Late Friday, the NTIA announced its intent to give up the last vestiges of its control over the Internet, the last real evidence that it began as a government experiment. Control of the Domain Name System’s (DNS’s) Root Zone File has remained with the agency despite the creation of ICANN in 1998 to perform the other high-level domain name functions, called the IANA functions.

The NTIA announcement is not a huge surprise. The U.S. government has always said it eventually planned to devolve IANA oversight, albeit with lapsed deadlines and changes of course along the way.

The U.S. giving up control over the Root Zone File is a step toward a world in which governments no longer assert oversight over the technology of communication. Just as freedom of the printing press was important to the founding generation in America, an unfettered Internet is essential to our right to unimpeded communication. I am heartened to see that the U.S. will not consider any proposal that involves IANA oversight by an intergovernmental body.

Relatedly, next month’s global multistakeholder meeting in Brazil will consider principles and roadmaps for the future of Internet governance. I have made two contributions to the meeting, a set of proposed high-level principles that would limit the involvement of governments in Internet governance to facilitating participation by their nationals, and a proposal to support experimentation in peer-to-peer domain name systems. I view these proposals as related: the first keeps governments away from Internet governance and the second provides a check against ICANN simply becoming another government in control of the Internet.

  • sflicht

    Hey Eli,

    Have you done (or considered doing) an in-depth piece on “neutrality”-type legislation? In general, I’m quite skeptical about the premise, partly on the basis of what I believe is informed commentary by tech-savvy lawyers. (It’s been discussed several times on TWiL:, for example.) Such commentators raise the obvious objections: the pro-neutrality camp seems to presume that regulation will lead to a superior outcome, are insensitive to issues of regulatory capture, etc. I have a hard time getting up in arms about things like big bandwidth users (Netflix) paying the proprietors of the pipes (Comcast, etc.) for improved service, or vice versa, about primary network owners charging for bandwidth in a manner responsive to their own business interests. It just seems like the logical outcome. On the other hand, there are certainly smart people on the other side (Tim Wu, of course), and indeed it seems to be an article of faith among tech pundits (e.g. the Verge’s staff) that this sort of thing will “ruin the internet”.

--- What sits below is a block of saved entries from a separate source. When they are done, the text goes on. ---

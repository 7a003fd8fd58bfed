//! evdev-backed input devices for Linux
//!
//! Enumerates `/dev/input/event*` nodes and wraps each opened node as an
//! [`InputDeviceSource`] whose reads block until the kernel delivers events.

use super::catalog::{CatalogError, DeviceEnumerator};
use super::device::{DeviceCapabilities, InputDeviceSource};
use super::event::RawEvent;
use log::debug;
use nix::fcntl::{fcntl, FcntlArg, OFlag};
use std::collections::VecDeque;
use std::fs;
use std::io;
use std::os::unix::fs::FileTypeExt;
use std::os::unix::io::AsRawFd;
use std::path::{Path, PathBuf};

const LOG_TARGET: &str = "keystate::catalog";

/// Default location of evdev device nodes
pub const DEFAULT_INPUT_DIR: &str = "/dev/input";

/// An opened evdev device node
pub struct InputDevice {
    path: PathBuf,
    name: String,
    phys: Option<String>,
    capabilities: DeviceCapabilities,
    device: evdev::Device,
    pending: VecDeque<RawEvent>,
}

impl InputDevice {
    /// Open a device node in blocking mode
    pub fn open(path: impl AsRef<Path>) -> io::Result<Self> {
        let path = path.as_ref().to_path_buf();
        let device = evdev::Device::open(&path)?;
        set_blocking(&device)?;

        let capabilities = DeviceCapabilities::new(device.supported_events().iter().map(|t| t.0));

        Ok(Self {
            name: device.name().unwrap_or("").to_string(),
            phys: device.physical_path().map(str::to_string),
            path,
            capabilities,
            device,
            pending: VecDeque::new(),
        })
    }
}

impl InputDeviceSource for InputDevice {
    fn name(&self) -> &str {
        &self.name
    }

    fn path(&self) -> &Path {
        &self.path
    }

    fn phys(&self) -> Option<&str> {
        self.phys.as_deref()
    }

    fn capabilities(&self) -> &DeviceCapabilities {
        &self.capabilities
    }

    fn next_event(&mut self) -> io::Result<Option<RawEvent>> {
        let device = &mut self.device;
        refill(&mut self.pending, |queue| {
            // Blocks until the kernel has at least one event for us
            queue.extend(device.fetch_events()?.map(RawEvent::from));
            Ok(())
        })?;
        Ok(self.pending.pop_front())
    }
}

/// Fetch batches into an empty `pending` queue until one yields events.
///
/// evdev only hands out complete `SYN_REPORT` blocks, so a batch can be empty
/// after `SYN_DROPPED` or a partial frame while the device is still there. A
/// removed device fails the read with `ENODEV` instead.
fn refill<F>(pending: &mut VecDeque<RawEvent>, mut fetch: F) -> io::Result<()>
where
    F: FnMut(&mut VecDeque<RawEvent>) -> io::Result<()>,
{
    while pending.is_empty() {
        fetch(pending)?;
        if pending.is_empty() {
            debug!(target: LOG_TARGET, "empty event batch, reading again");
        }
    }
    Ok(())
}

/// Clear `O_NONBLOCK` so reads wait for the next event
fn set_blocking(device: &evdev::Device) -> io::Result<()> {
    let fd = device.as_raw_fd();
    let flags = OFlag::from_bits_truncate(fcntl(fd, FcntlArg::F_GETFL)?);
    if flags.contains(OFlag::O_NONBLOCK) {
        let mut flags = flags;
        flags.remove(OFlag::O_NONBLOCK);
        fcntl(fd, FcntlArg::F_SETFL(flags))?;
    }
    Ok(())
}

/// Enumerates `event*` character devices in an input directory
#[derive(Debug, Clone)]
pub struct EvdevEnumerator {
    input_dir: PathBuf,
}

impl EvdevEnumerator {
    pub fn new(input_dir: impl Into<PathBuf>) -> Self {
        Self {
            input_dir: input_dir.into(),
        }
    }
}

impl Default for EvdevEnumerator {
    fn default() -> Self {
        Self::new(DEFAULT_INPUT_DIR)
    }
}

impl DeviceEnumerator for EvdevEnumerator {
    type Device = InputDevice;

    fn device_paths(&self) -> Result<Vec<PathBuf>, CatalogError> {
        let entries = fs::read_dir(&self.input_dir).map_err(|source| CatalogError::Enumeration {
            dir: self.input_dir.clone(),
            source,
        })?;

        let mut paths = Vec::new();
        for entry in entries.flatten() {
            let path = entry.path();
            let is_event_node = path
                .file_name()
                .and_then(|n| n.to_str())
                .is_some_and(|n| n.starts_with("event"));
            if !is_event_node {
                continue;
            }

            match entry.file_type() {
                Ok(ft) if ft.is_char_device() => paths.push(path),
                Ok(_) => debug!(target: LOG_TARGET, "not a character device: {}", path.display()),
                Err(e) => debug!(target: LOG_TARGET, "cannot stat {}: {}", path.display(), e),
            }
        }

        Ok(paths)
    }

    fn open(&self, path: &Path) -> io::Result<InputDevice> {
        InputDevice::open(path)
    }
}

#[cfg(test)]
mod tests {
    use super::*;
    use crate::keyboard::catalog::DeviceCatalog;
    use crate::testing::{key_down, key_up, syn_report};

    #[test]
    fn test_enumerate_devices() {
        // Device access depends on the machine; just make sure nothing panics
        let catalog = DeviceCatalog::new(EvdevEnumerator::default());
        match catalog.list_key_capable_devices() {
            Ok(devices) => println!("Found {} key-capable devices", devices.len()),
            Err(e) => println!("Expected error in test environment: {}", e),
        }
    }

    #[test]
    fn empty_batches_are_read_past() {
        // Two dropped blocks, then a key press
        let mut batches = vec![vec![], vec![], vec![key_down(30), syn_report()]].into_iter();
        let mut fetches = 0;
        let mut pending = VecDeque::new();

        refill(&mut pending, |queue| {
            fetches += 1;
            queue.extend(batches.next().unwrap_or_default());
            Ok(())
        })
        .unwrap();

        assert_eq!(fetches, 3);
        assert_eq!(pending.len(), 2);
        assert!(pending[0].is_key());
    }

    #[test]
    fn refill_keeps_buffered_events_and_surfaces_errors() {
        let mut pending = VecDeque::from([key_up(30)]);
        refill(&mut pending, |_| panic!("buffered events must be used first")).unwrap();
        assert_eq!(pending.len(), 1);

        let mut pending = VecDeque::new();
        let err = refill(&mut pending, |_| {
            Err(io::Error::from_raw_os_error(nix::libc::ENODEV))
        })
        .unwrap_err();
        assert_eq!(err.raw_os_error(), Some(nix::libc::ENODEV));
    }

    #[test]
    fn missing_directory_is_an_enumeration_error() {
        let enumerator = EvdevEnumerator::new("/nonexistent/input");
        let err = enumerator.device_paths().unwrap_err();
        assert!(err.to_string().contains("/nonexistent/input"));
    }

    #[test]
    fn regular_files_are_not_devices() {
        let dir = std::env::temp_dir().join(format!("keystate-input-{}", std::process::id()));
        fs::create_dir_all(&dir).unwrap();
        fs::write(dir.join("event0"), b"").unwrap();

        let paths = EvdevEnumerator::new(&dir).device_paths().unwrap();
        assert!(paths.is_empty());

        let _ = fs::remove_dir_all(&dir);
    }
}
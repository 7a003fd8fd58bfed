//! Keystate Tracker - command line front end
//!
//! `list` and `listdevs` show input devices, `input` follows the keys held on
//! one device until the exit key is long-pressed.

use anyhow::{bail, Context, Result};
use clap::{Parser, Subcommand};
use log::{debug, error, info};
use std::io::{self, Write};
use std::path::{Path, PathBuf};
use std::process;

use keystate_tracker::config::{self, Config};
use keystate_tracker::keyboard::{DeviceInfo, InputDeviceSource, SearchCriteria};

#[cfg(target_os = "linux")]
use keystate_tracker::keyboard::{
    sort_by_path, ActiveKeys, DeviceCatalog, EvdevEnumerator, KeyState, KeyStateEngine, LoopExit,
};
#[cfg(target_os = "linux")]
use keystate_tracker::monitor::{select_single_device, KeyMonitor};

/// Follow the keys held on a Linux input device
#[derive(Parser, Debug)]
#[command(name = "keystate")]
#[command(version)]
#[command(about = "Follow the keys held on a Linux input device", long_about = None)]
struct Args {
    /// TOML configuration file
    #[arg(short, long, value_name = "CONFIG", global = true)]
    config: Option<PathBuf>,

    /// Enable debug logging
    #[arg(short, long, global = true)]
    debug: bool,

    #[command(subcommand)]
    command: Command,
}

#[derive(Subcommand, Debug)]
enum Command {
    /// List key-capable devices whose name contains every keyword
    List {
        keywords: Vec<String>,

        /// Print JSON records instead of text
        #[arg(long)]
        json: bool,
    },
    /// List every input device, key-capable or not
    Listdevs,
    /// Print key transitions of the single device matching the keywords
    Input {
        keywords: Vec<String>,

        /// Show repeat
        #[arg(short, long)]
        repeat: bool,
    },
    /// Write the default configuration file
    InitConfig {
        /// Overwrite an existing file
        #[arg(long)]
        force: bool,
    },
}

fn main() {
    let args = Args::parse();

    let config = match load_config(args.config.as_deref()) {
        Ok(config) => config,
        Err(e) => {
            eprintln!("error: {:#}", e);
            process::exit(1);
        }
    };
    init_logging(args.debug, &config);
    debug!("args={:?}", args);

    if let Err(e) = ctrlc::set_handler(|| {
        info!("interrupted");
        process::exit(130);
    }) {
        debug!("cannot install Ctrl-C handler: {}", e);
    }

    if let Err(e) = run(args, config) {
        error!("{:#}", e);
        eprintln!("error: {:#}", e);
        process::exit(1);
    }
}

fn load_config(path: Option<&Path>) -> Result<Config> {
    match path {
        Some(path) => Config::load_from(path)
            .with_context(|| format!("Failed to load config {}", path.display())),
        None => Config::load().context("Failed to load config"),
    }
}

fn init_logging(debug: bool, config: &Config) {
    let mut builder = env_logger::Builder::from_env(
        env_logger::Env::default().default_filter_or(config.logging.level.as_str()),
    );
    if debug {
        builder.filter_level(log::LevelFilter::Debug);
    }
    builder.format_timestamp(None).init();
}

fn run(args: Args, config: Config) -> Result<()> {
    match args.command {
        Command::InitConfig { force } => {
            let path = match args.config {
                Some(path) => path,
                None => config::config_path()?,
            };
            init_config(&path, force)
        }
        Command::List { keywords, json } => list(&config, keywords, json),
        Command::Listdevs => listdevs(&config),
        Command::Input { keywords, repeat } => input(&config, keywords, repeat),
    }
}

fn init_config(path: &Path, force: bool) -> Result<()> {
    if path.exists() && !force {
        bail!("{} already exists (use --force to overwrite)", path.display());
    }
    Config::default()
        .save_to(path)
        .with_context(|| format!("Failed to write {}", path.display()))?;
    println!("wrote {}", path.display());
    Ok(())
}

fn criteria_for(config: &Config, keywords: Vec<String>) -> SearchCriteria {
    if keywords.is_empty() {
        SearchCriteria::new(config.devices.default_keywords.iter().cloned())
    } else {
        SearchCriteria::new(keywords)
    }
}

fn print_devices<D: InputDeviceSource>(devices: &[D], json: bool) -> Result<()> {
    let infos: Vec<DeviceInfo> = devices.iter().map(DeviceInfo::from_source).collect();
    let stdout = io::stdout();
    let mut out = stdout.lock();
    if json {
        serde_json::to_writer_pretty(&mut out, &infos)?;
        writeln!(out)?;
    } else {
        for info in &infos {
            writeln!(out, "{}", info)?;
        }
    }
    Ok(())
}

#[cfg(target_os = "linux")]
fn catalog(config: &Config) -> DeviceCatalog<EvdevEnumerator> {
    DeviceCatalog::new(EvdevEnumerator::new(&config.devices.input_dir))
}

#[cfg(target_os = "linux")]
fn list(config: &Config, keywords: Vec<String>, json: bool) -> Result<()> {
    let criteria = criteria_for(config, keywords);
    let mut devices = catalog(config).search_devices(&criteria)?;
    sort_by_path(&mut devices);
    print_devices(&devices, json)
}

#[cfg(target_os = "linux")]
fn listdevs(config: &Config) -> Result<()> {
    let mut devices = catalog(config).list_input_devices()?;
    sort_by_path(&mut devices);
    print_devices(&devices, false)
}

#[cfg(target_os = "linux")]
fn input(config: &Config, keywords: Vec<String>, repeat: bool) -> Result<()> {
    let criteria = criteria_for(config, keywords);
    if criteria.is_empty() {
        bail!("no search keywords");
    }

    let devices = catalog(config).search_devices(&criteria)?;
    let mut device = match select_single_device(devices, &criteria) {
        Ok(device) => device,
        Err(e) => {
            // Nothing to read from; not a failure of the tool itself
            error!("{}", e);
            eprintln!("{}", e);
            return Ok(());
        }
    };

    println!("input_dev: {}", DeviceInfo::from_source(&device));
    let stdout = io::stdout();
    let mut monitor = KeyMonitor::new(stdout.lock(), &config.monitor)
        .with_repeat(repeat || config.monitor.show_repeat);
    println!("{}", monitor.exit_hint());

    let mut engine = KeyStateEngine::new();
    let exit = engine
        .run_read_loop(
            &mut device,
            Some(|name: &str, state: KeyState, keys: &ActiveKeys| {
                monitor.on_key_event(name, state, keys)
            }),
        )
        .with_context(|| format!("Reading {} failed", device.path().display()))?;

    match exit {
        LoopExit::EndOfStream => info!("{}: end of stream", device.path().display()),
        LoopExit::Stopped | LoopExit::NoCallback => debug!("read loop ended: {:?}", exit),
    }
    Ok(())
}

#[cfg(not(target_os = "linux"))]
fn list(_config: &Config, _keywords: Vec<String>, _json: bool) -> Result<()> {
    bail!("input devices are only supported on Linux")
}

#[cfg(not(target_os = "linux"))]
fn listdevs(_config: &Config) -> Result<()> {
    bail!("input devices are only supported on Linux")
}

#[cfg(not(target_os = "linux"))]
fn input(_config: &Config, _keywords: Vec<String>, _repeat: bool) -> Result<()> {
    bail!("input devices are only supported on Linux")
}
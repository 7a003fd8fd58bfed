//! Configuration management for Keystate Tracker
//!
//! Configuration is read from a platform-specific TOML file; a missing file
//! means defaults.
//!
//! ## Config File Locations
//!
//! | Platform | Path |
//! |----------|------|
//! | Linux | `~/.config/keystate-tracker/config.toml` |
//!
//! ## Example
//!
//! ```no_run
//! use keystate_tracker::Config;
//!
//! let config = Config::load().unwrap_or_default();
//! println!("exit key: {}", config.monitor.exit_key);
//! ```

use crate::keyboard::keymap;
use serde::{Deserialize, Serialize};
use std::fs;
use std::io;
use std::path::{Path, PathBuf};
use thiserror::Error;

/// Error type for configuration operations
#[derive(Debug, Error)]
pub enum ConfigError {
    /// Failed to determine config directory
    #[error("Could not determine config directory")]
    NoConfigDir,
    /// IO error reading or writing config file
    #[error("IO error: {0}")]
    Io(#[from] io::Error),
    /// Failed to parse config file
    #[error("Parse error: {0}")]
    Parse(#[from] toml::de::Error),
    /// Failed to serialize config
    #[error("Serialize error: {0}")]
    Serialize(#[from] toml::ser::Error),
    /// Parsed but semantically wrong
    #[error("Invalid config: {0}")]
    Invalid(String),
}

/// Returns the path to the config file.
///
/// - Linux: `~/.config/keystate-tracker/config.toml`
pub fn config_path() -> Result<PathBuf, ConfigError> {
    let config_dir = dirs::config_dir().ok_or(ConfigError::NoConfigDir)?;
    Ok(config_dir.join("keystate-tracker").join("config.toml"))
}

/// Main application configuration
#[derive(Debug, Clone, Serialize, Deserialize, Default, PartialEq, Eq)]
pub struct Config {
    /// Device discovery settings
    #[serde(default)]
    pub devices: DeviceConfig,
    /// Key monitor settings
    #[serde(default)]
    pub monitor: MonitorConfig,
    /// Logging settings
    #[serde(default)]
    pub logging: LoggingConfig,
}

/// Device discovery configuration
#[derive(Debug, Clone, Serialize, Deserialize, PartialEq, Eq)]
#[serde(default)]
pub struct DeviceConfig {
    /// Directory holding `event*` device nodes
    pub input_dir: PathBuf,
    /// Keywords used when none are given on the command line
    pub default_keywords: Vec<String>,
}

impl Default for DeviceConfig {
    fn default() -> Self {
        Self {
            input_dir: PathBuf::from("/dev/input"),
            default_keywords: Vec::new(),
        }
    }
}

/// Key monitor configuration
#[derive(Debug, Clone, Serialize, Deserialize, PartialEq, Eq)]
#[serde(default)]
pub struct MonitorConfig {
    /// Print auto-repeat transitions
    pub show_repeat: bool,
    /// Long-pressing this key ends the monitor
    pub exit_key: String,
    /// Repeat count the exit key has to exceed
    pub exit_hold_count: u32,
}

impl Default for MonitorConfig {
    fn default() -> Self {
        Self {
            show_repeat: false,
            exit_key: "KEY_S".to_string(),
            exit_hold_count: 10,
        }
    }
}

/// Logging configuration
#[derive(Debug, Clone, Serialize, Deserialize, PartialEq, Eq)]
#[serde(default)]
pub struct LoggingConfig {
    /// Default level filter when `RUST_LOG` is unset
    pub level: String,
}

impl Default for LoggingConfig {
    fn default() -> Self {
        Self {
            level: "warn".to_string(),
        }
    }
}

impl Config {
    /// Load configuration from the default config file.
    ///
    /// Returns the default configuration if the file doesn't exist.
    /// Returns an error if the file exists but cannot be parsed.
    pub fn load() -> Result<Self, ConfigError> {
        let path = config_path()?;

        if !path.exists() {
            return Ok(Self::default());
        }

        Self::load_from(&path)
    }

    /// Load configuration from a specific path.
    pub fn load_from(path: &Path) -> Result<Self, ConfigError> {
        let contents = fs::read_to_string(path)?;
        let config: Config = toml::from_str(&contents)?;
        config.validate()?;
        Ok(config)
    }

    /// Save configuration to a specific path, creating parent directories.
    pub fn save_to(&self, path: &Path) -> Result<(), ConfigError> {
        if let Some(dir) = path.parent() {
            if !dir.as_os_str().is_empty() && !dir.exists() {
                fs::create_dir_all(dir)?;
            }
        }
        let contents = toml::to_string_pretty(self)?;
        fs::write(path, contents)?;
        Ok(())
    }

    /// Check values serde cannot check
    pub fn validate(&self) -> Result<(), ConfigError> {
        if keymap::code_for_name(&self.monitor.exit_key).is_none() {
            return Err(ConfigError::Invalid(format!(
                "unknown exit_key {:?}",
                self.monitor.exit_key
            )));
        }
        if self.monitor.exit_hold_count == 0 {
            return Err(ConfigError::Invalid(
                "exit_hold_count must be at least 1".to_string(),
            ));
        }
        if self.logging.level.parse::<log::LevelFilter>().is_err() {
            return Err(ConfigError::Invalid(format!(
                "unknown log level {:?}",
                self.logging.level
            )));
        }
        Ok(())
    }
}
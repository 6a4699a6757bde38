//! In silico PCR amplicon discovery: given degenerate forward/reverse
//! primers and a FASTA reference, enumerate every candidate amplicon a
//! primer pair could produce, within a configurable maximum length.

pub mod alphabet;
pub mod amplicon;
pub mod cli;
pub mod error;
pub mod fasta;
pub mod index;
pub mod output;
pub mod pipeline;
pub mod primer;

pub use amplicon::{Amplicon, PrimerMatch};
pub use error::{Error, Result};
pub use fasta::{Contig, FastaSource};
pub use primer::{Primer, PrimerList};
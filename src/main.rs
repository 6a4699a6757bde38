fn main() {
    if let Err(err) = neben::cli::run() {
        eprintln!("error: {err:#}");
        std::process::exit(1);
    }
}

    I think the intelligent case in favor of net neutrality probably centers around “chokepoints” and the risk of future debilitating legislation (SOPA, PIPA, etc). Although logically independent of questions concerning internet governance and FTC regulation of ISPs, legislative intellectual property concern-trolling might indeed be more of a problem under certain regulatory regimes than under others.

    So, what’s the definitive Dourado take on the question?

  • Eli Dourado

    I haven’t written anything lengthy on net neutrality, but like others here at the TLF, I oppose net neutrality regulations. To the extent that there is any problem with ISPs “abusing” their position, I think it should be addressed by changing local regulations so as to reduce the cost of rolling out new ISPs.